Content starts

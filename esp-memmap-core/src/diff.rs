//! Component D: the diff engine (§4.4).
//!
//! Diffing two memory maps produces a tree shaped like the union of both:
//! every entry present in either map appears in the result, with `size`
//! (and `used`, at the memory-type level) taken from the current map where
//! present, and `size_diff`/`used_diff` holding `current - reference` (zero
//! where an entry is reference-only, since its current size is zero).

use crate::tree::{MemType, MemoryMap, SizedNode};

/// Produces the diff of `current` against `reference`: a tree containing
/// every entry from both, with diffs computed at every level.
pub fn diff_memory_maps(current: &MemoryMap, reference: &MemoryMap) -> MemoryMap {
    let mut out = current.clone();
    out.target_diff = reference.target.clone();
    out.project_path_diff = reference.project_path.clone();
    out.image_size_diff = current.image_size as i64 - reference.image_size as i64;

    union_sections_into(&mut out, reference);
    compute_diffs(&mut out, current, reference);

    out
}

fn union_sections_into(out: &mut MemoryMap, reference: &MemoryMap) {
    for (type_name, ref_type) in &reference.memory_types {
        let diff_type = out
            .memory_types
            .entry(type_name.clone())
            .or_insert_with(|| ref_type.clone());

        for (sec_name, ref_sec) in &ref_type.sections {
            let diff_sec = diff_type
                .sections
                .entry(sec_name.clone())
                .or_insert_with(|| ref_sec.clone());

            for (arc_name, ref_arc) in &ref_sec.archives {
                let diff_arc = diff_sec
                    .archives
                    .entry(arc_name.clone())
                    .or_insert_with(|| ref_arc.clone());

                for (obj_name, ref_obj) in &ref_arc.object_files {
                    let diff_obj = diff_arc
                        .object_files
                        .entry(obj_name.clone())
                        .or_insert_with(|| ref_obj.clone());

                    for (sym_name, ref_sym) in &ref_obj.symbols {
                        diff_obj
                            .symbols
                            .entry(sym_name.clone())
                            .or_insert_with(|| ref_sym.clone());
                    }
                }
            }
        }
    }
}

fn compute_diffs(out: &mut MemoryMap, current: &MemoryMap, reference: &MemoryMap) {
    for (type_name, diff_type) in out.memory_types.iter_mut() {
        let cur_type = current.memory_types.get(type_name);
        let ref_type = reference.memory_types.get(type_name);
        apply_mem_type_diff(diff_type, cur_type, ref_type);

        for (sec_name, diff_sec) in diff_type.sections.iter_mut() {
            let cur_sec = cur_type.and_then(|t| t.sections.get(sec_name));
            let ref_sec = ref_type.and_then(|t| t.sections.get(sec_name));
            apply_node_diff(diff_sec, cur_sec, ref_sec);

            for (arc_name, diff_arc) in diff_sec.archives.iter_mut() {
                let cur_arc = cur_sec.and_then(|s| s.archives.get(arc_name));
                let ref_arc = ref_sec.and_then(|s| s.archives.get(arc_name));
                apply_node_diff(diff_arc, cur_arc, ref_arc);

                for (obj_name, diff_obj) in diff_arc.object_files.iter_mut() {
                    let cur_obj = cur_arc.and_then(|a| a.object_files.get(obj_name));
                    let ref_obj = ref_arc.and_then(|a| a.object_files.get(obj_name));
                    apply_node_diff(diff_obj, cur_obj, ref_obj);

                    for (sym_name, diff_sym) in diff_obj.symbols.iter_mut() {
                        let cur_sym = cur_obj.and_then(|o| o.symbols.get(sym_name));
                        let ref_sym = ref_obj.and_then(|o| o.symbols.get(sym_name));
                        apply_node_diff(diff_sym, cur_sym, ref_sym);
                    }
                }
            }
        }
    }
}

fn apply_mem_type_diff(diff: &mut MemType, cur: Option<&MemType>, reference: Option<&MemType>) {
    match (cur, reference) {
        (Some(c), Some(r)) => {
            diff.size_diff = c.size as i64 - r.size as i64;
            diff.used_diff = c.used as i64 - r.used as i64;
        }
        (Some(c), None) => {
            diff.size_diff = c.size as i64;
            diff.used_diff = c.used as i64;
        }
        (None, Some(r)) => {
            diff.size = 0;
            diff.used = 0;
            diff.size_diff = -(r.size as i64);
            diff.used_diff = -(r.used as i64);
        }
        (None, None) => unreachable!("union guarantees at least one side is present"),
    }
}

fn apply_node_diff<T: SizedNode>(diff: &mut T, cur: Option<&T>, reference: Option<&T>) {
    match (cur, reference) {
        (Some(c), Some(r)) => diff.set_size_diff(c.size() as i64 - r.size() as i64),
        (Some(c), None) => diff.set_size_diff(c.size() as i64),
        (None, Some(r)) => {
            diff.set_size(0);
            diff.set_size_diff(-(r.size() as i64));
        }
        (None, None) => unreachable!("union guarantees at least one side is present"),
    }
}

#[cfg(test)]
mod tests {
    use super::*;
    use crate::tree::{ArchiveNode, ObjectFileNode, OutputSectionNode, SymbolNode};
    use indexmap::IndexMap;

    fn leaf_map(type_size: u64, type_used: u64, section_size: u64, symbol_size: u64) -> MemoryMap {
        let mut symbols = IndexMap::new();
        symbols.insert(
            "app_main()".to_owned(),
            SymbolNode {
                abbrev_name: "app_main()".to_owned(),
                size: symbol_size,
                size_diff: 0,
            },
        );
        let mut object_files = IndexMap::new();
        object_files.insert(
            "app_main.c.obj".to_owned(),
            ObjectFileNode {
                abbrev_name: "app_main.c.obj".to_owned(),
                size: symbol_size,
                size_diff: 0,
                symbols,
            },
        );
        let mut archives = IndexMap::new();
        archives.insert(
            "libmain.a".to_owned(),
            ArchiveNode {
                abbrev_name: "libmain.a".to_owned(),
                size: symbol_size,
                size_diff: 0,
                object_files,
            },
        );
        let mut sections = IndexMap::new();
        sections.insert(
            ".iram0.text".to_owned(),
            OutputSectionNode {
                abbrev_name: ".text".to_owned(),
                size: section_size,
                size_diff: 0,
                archives,
            },
        );
        let mut memory_types = IndexMap::new();
        memory_types.insert(
            "iram".to_owned(),
            MemType {
                size: type_size,
                size_diff: 0,
                used: type_used,
                used_diff: 0,
                sections,
            },
        );
        MemoryMap {
            version: "1.0".to_owned(),
            target: "esp32".to_owned(),
            target_diff: String::new(),
            image_size: section_size,
            image_size_diff: 0,
            project_path: "a.map".to_owned(),
            project_path_diff: String::new(),
            memory_types,
        }
    }

    #[test]
    fn diffs_a_symbol_present_in_both() {
        let current = leaf_map(0x4000, 0x200, 0x100, 0x80);
        let reference = leaf_map(0x4000, 0x180, 0x80, 0x40);
        let diff = diff_memory_maps(&current, &reference);

        assert_eq!(diff.image_size_diff, 0x20);
        let mem_type = &diff.memory_types["iram"];
        assert_eq!(mem_type.used_diff, 0x80);
        let section = &mem_type.sections[".iram0.text"];
        assert_eq!(section.size_diff, 0x80);
        let symbol = &section.archives["libmain.a"].object_files["app_main.c.obj"].symbols["app_main()"];
        assert_eq!(symbol.size_diff, 0x40);
    }

    #[test]
    fn reference_only_entry_gets_negative_diff_and_zero_size() {
        let current = MemoryMap::default();
        let reference = leaf_map(0x4000, 0x180, 0x80, 0x40);
        let diff = diff_memory_maps(&current, &reference);

        let mem_type = &diff.memory_types["iram"];
        assert_eq!(mem_type.size, 0);
        assert_eq!(mem_type.size_diff, -0x4000);
        assert_eq!(mem_type.used_diff, -0x180);
        let symbol = &mem_type.sections[".iram0.text"].archives["libmain.a"].object_files["app_main.c.obj"]
            .symbols["app_main()"];
        assert_eq!(symbol.size, 0);
        assert_eq!(symbol.size_diff, -0x40);
    }
}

Content ends

About this exercise |
Repeat each entry word for word.

Output below |
filename esp-memmap-core/src/diff.rs
//! Component D: the diff engine (§4.4).
//!
//! Diffing two memory maps produces a tree shaped like the union of both:
//! every entry present in either map appears in the result, with `size`
//! (and `used`, at the memory-type level) taken from the current map where
//! present, and `size_diff`/`used_diff` holding `current - reference` (zero
//! where an entry is reference-only, since its current size is zero).

use crate::tree::{MemType, MemoryMap, SizedNode};

/// Produces the diff of `current` against `reference`: a tree containing
/// every entry from both, with diffs computed at every level.
pub fn diff_memory_maps(current: &MemoryMap, reference: &MemoryMap) -> MemoryMap {
    let mut out = current.clone();
    out.target_diff = reference.target.clone();
    out.project_path_diff = reference.project_path.clone();
    out.image_size_diff = current.image_size as i64 - reference.image_size as i64;

    union_sections_into(&mut out, reference);
    compute_diffs(&mut out, current, reference);

    out
}

fn union_sections_into(out: &mut MemoryMap, reference: &MemoryMap) {
    for (type_name, ref_type) in &reference.memory_types {
        let diff_type = out
            .memory_types
            .entry(type_name.clone())
            .or_insert_with(|| ref_type.clone());

        for (sec_name, ref_sec) in &ref_type.sections {
            let diff_sec = diff_type
                .sections
                .entry(sec_name.clone())
                .or_insert_with(|| ref_sec.clone());

            for (arc_name, ref_arc) in &ref_sec.archives {
                let diff_arc = diff_sec
                    .archives
                    .entry(arc_name.clone())
                    .or_insert_with(|| ref_arc.clone());

                for (obj_name, ref_obj) in &ref_arc.object_files {
                    let diff_obj = diff_arc
                        .object_files
                        .entry(obj_name.clone())
                        .or_insert_with(|| ref_obj.clone());

                    for (sym_name, ref_sym) in &ref_obj.symbols {
                        diff_obj
                            .symbols
                            .entry(sym_name.clone())
                            .or_insert_with(|| ref_sym.clone());
                    }
                }
            }
        }
    }
}

fn compute_diffs(out: &mut MemoryMap, current: &MemoryMap, reference: &MemoryMap) {
    for (type_name, diff_type) in out.memory_types.iter_mut() {
        let cur_type = current.memory_types.get(type_name);
        let ref_type = reference.memory_types.get(type_name);
        apply_mem_type_diff(diff_type, cur_type, ref_type);

        for (sec_name, diff_sec) in diff_type.sections.iter_mut() {
            let cur_sec = cur_type.and_then(|t| t.sections.get(sec_name));
            let ref_sec = ref_type.and_then(|t| t.sections.get(sec_name));
            apply_node_diff(diff_sec, cur_sec, ref_sec);

            for (arc_name, diff_arc) in diff_sec.archives.iter_mut() {
                let cur_arc = cur_sec.and_then(|s| s.archives.get(arc_name));
                let ref_arc = ref_sec.and_then(|s| s.archives.get(arc_name));
                apply_node_diff(diff_arc, cur_arc, ref_arc);

                for (obj_name, diff_obj) in diff_arc.object_files.iter_mut() {
                    let cur_obj = cur_arc.and_then(|a| a.object_files.get(obj_name));
                    let ref_obj = ref_arc.and_then(|a| a.object_files.get(obj_name));
                    apply_node_diff(diff_obj, cur_obj, ref_obj);

                    for (sym_name, diff_sym) in diff_obj.symbols.iter_mut() {
                        let cur_sym = cur_obj.and_then(|o| o.symbols.get(sym_name));
                        let ref_sym = ref_obj.and_then(|o| o.symbols.get(sym_name));
                        apply_node_diff(diff_sym, cur_sym, ref_sym);
                    }
                }
            }
        }
    }
}

fn apply_mem_type_diff(diff: &mut MemType, cur: Option<&MemType>, reference: Option<&MemType>) {
    match (cur, reference) {
        (Some(c), Some(r)) => {
            diff.size_diff = c.size as i64 - r.size as i64;
            diff.used_diff = c.used as i64 - r.used as i64;
        }
        (Some(c), None) => {
            diff.size_diff = c.size as i64;
            diff.used_diff = c.used as i64;
        }
        (None, Some(r)) => {
            diff.size = 0;
            diff.used = 0;
            diff.size_diff = -(r.size as i64);
            diff.used_diff = -(r.used as i64);
        }
        (None, None) => unreachable!("union guarantees at least one side is present"),
    }
}

fn apply_node_diff<T: SizedNode>(diff: &mut T, cur: Option<&T>, reference: Option<&T>) {
    match (cur, reference) {
        (Some(c), Some(r)) => diff.set_size_diff(c.size() as i64 - r.size() as i64),
        (Some(c), None) => diff.set_size_diff(c.size() as i64),
        (None, Some(r)) => {
            diff.set_size(0);
            diff.set_size_diff(-(r.size() as i64));
        }
        (None, None) => unreachable!("union guarantees at least one side is present"),
    }
}

#[cfg(test)]
mod tests {
    use super::*;
    use crate::tree::{ArchiveNode, ObjectFileNode, OutputSectionNode, SymbolNode};
    use indexmap::IndexMap;

    fn leaf_map(type_size: u64, type_used: u64, section_size: u64, symbol_size: u64) -> MemoryMap {
        let mut symbols = IndexMap::new();
        symbols.insert(
            "app_main()".to_owned(),
            SymbolNode {
                abbrev_name: "app_main()".to_owned(),
                size: symbol_size,
                size_diff: 0,
            },
        );
        let mut object_files = IndexMap::new();
        object_files.insert(
            "app_main.c.obj".to_owned(),
            ObjectFileNode {
                abbrev_name: "app_main.c.obj".to_owned(),
                size: symbol_size,
                size_diff: 0,
                symbols,
            },
        );
        let mut archives = IndexMap::new();
        archives.insert(
            "libmain.a".to_owned(),
            ArchiveNode {
                abbrev_name: "libmain.a".to_owned(),
                size: symbol_size,
                size_diff: 0,
                object_files,
            },
        );
        let mut sections = IndexMap::new();
        sections.insert(
            ".iram0.text".to_owned(),
            OutputSectionNode {
                abbrev_name: ".text".to_owned(),
                size: section_size,
                size_diff: 0,
                archives,
            },
        );
        let mut memory_types = IndexMap::new();
        memory_types.insert(
            "iram".to_owned(),
            MemType {
                size: type_size,
                size_diff: 0,
                used: type_used,
                used_diff: 0,
                sections,
            },
        );
        MemoryMap {
            version: "1.0".to_owned(),
            target: "esp32".to_owned(),
            target_diff: String::new(),
            image_size: section_size,
            image_size_diff: 0,
            project_path: "a.map".to_owned(),
            project_path_diff: String::new(),
            memory_types,
        }
    }

    #[test]
    fn diffs_a_symbol_present_in_both() {
        let current = leaf_map(0x4000, 0x200, 0x100, 0x80);
        let reference = leaf_map(0x4000, 0x180, 0x80, 0x40);
        let diff = diff_memory_maps(&current, &reference);

        assert_eq!(diff.image_size_diff, 0x20);
        let mem_type = &diff.memory_types["iram"];
        assert_eq!(mem_type.used_diff, 0x80);
        let section = &mem_type.sections[".iram0.text"];
        assert_eq!(section.size_diff, 0x80);
        let symbol = &section.archives["libmain.a"].object_files["app_main.c.obj"].symbols["app_main()"];
        assert_eq!(symbol.size_diff, 0x40);
    }

    #[test]
    fn reference_only_entry_gets_negative_diff_and_zero_size() {
        let current = MemoryMap::default();
        let reference = leaf_map(0x4000, 0x180, 0x80, 0x40);
        let diff = diff_memory_maps(&current, &reference);

        let mem_type = &diff.memory_types["iram"];
        assert_eq!(mem_type.size, 0);
        assert_eq!(mem_type.size_diff, -0x4000);
        assert_eq!(mem_type.used_diff, -0x180);
        let symbol = &mem_type.sections[".iram0.text"].archives["libmain.a"].object_files["app_main.c.obj"]
            .symbols["app_main()"];
        assert_eq!(symbol.size, 0);
        assert_eq!(symbol.size_diff, -0x40);
    }
}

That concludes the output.